Ces vingt-quatre nouvelles ont en commun de présenter des personnages ambivalents, colériques, toujours en souffrance. On dirait aujourd’hui des « antihéros ».
L’incompréhension dans les familles, la solitude, le deuil de la jeunesse sont des thèmes récurrents.
Des expressions comme « le sourire d’une jeunesse enfuie » ou « l’ombre de la jeunesse » disent une nostalgie d’une jeunesse qui, selon sa biographie, a été torturée. Il y est dit que son père était colérique et autoritaire, comme plusieurs pères de ces nouvelles. Des familles qui ne communiquent pas avec leurs enfants ou qui rompent toute relation comme dans la nouvelle Les viles créatures où cinq prostituées échangent sur leur condition.

Le style de Tozzi est précis, imagé. Il fait le choix d’utiliser des images ou des mots réservés aux animaux. Ainsi, le mot « caroncule » est emprunté aux coqs et dindons mais appliqué à plusieurs reprises aux humains. À propos d’une femme « maigre et aux hanches étroites », il imagine « une sorte de fourmi dressée sur ses pattes. »
Dans Le tournage d’un film, sa description soigneuse et précise du cordonnier est quasi cinématographique.
« Maigre et, pâle, les joues semées de caroncules rougeâtres, les moustaches blondasses, presque transparentes ; des lunettes si grosses qu’elles laissent une marque dans ses chairs ; des pupilles grises et globuleuses comme celle des crabes ; un cou qui semble déformé à dessein. »         
Les visages sont décrits avec soin. « Elle aurait été presque belle si elle n’avait eu un petit nez en bec de chouette, et une cicatrice droite sur la lèvre supérieure. Son menton laissait apercevoir la forme de l’os, mais son visage était rondelet ; et ses oreilles petites. »

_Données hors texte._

use std::path::PathBuf;
use thiserror::Error;

/// Failure kinds that callers branch on. Everything else travels as a plain
/// anyhow chain; these are attached to the chain and recovered with
/// `downcast_ref` where the distinction matters (retry vs misconfigured vs
/// skip).
#[derive(Debug, Error)]
pub enum SyncError {
    #[error("not authenticated: {0}")]
    NotAuthenticated(String),

    #[error("upstream unavailable: {0}")]
    UpstreamUnavailable(String),

    #[error("not found: {0}")]
    NotFound(String),

    #[error("secret detected in {}: {reason}", path.display())]
    SecretDetected { path: PathBuf, reason: String },

    #[error("not inside a git repository")]
    NotInRepo,

    #[error("{failed} of {total} mirror jobs failed")]
    PartialBatchFailure { failed: usize, total: usize },
}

Mais pourquoi Tozzi a-t-il choisi de tels personnages et une telle noirceur ? Sans doute une façon de s’opposer à l’idéologie du régime fasciste qui montrait des jeunes épanouis, joyeux et volontaires. La laideur caricaturale de ses personnages m’a fait penser à ceux décrits par Zola dans La terre ; prêts à tuer pour le gain, sans aucune empathie. Ici c’est plutôt la souffrance et l’ambivalence qui dominent.
D’ailleurs les écrits de Tozzi ont été jugés incompatibles avec l’idéologie fasciste et il n’a pas été publié pendant près de quarante ans. Cette traduction est l’occasion de le redécouvrir.

Nadine Dutier 
(19/06/23)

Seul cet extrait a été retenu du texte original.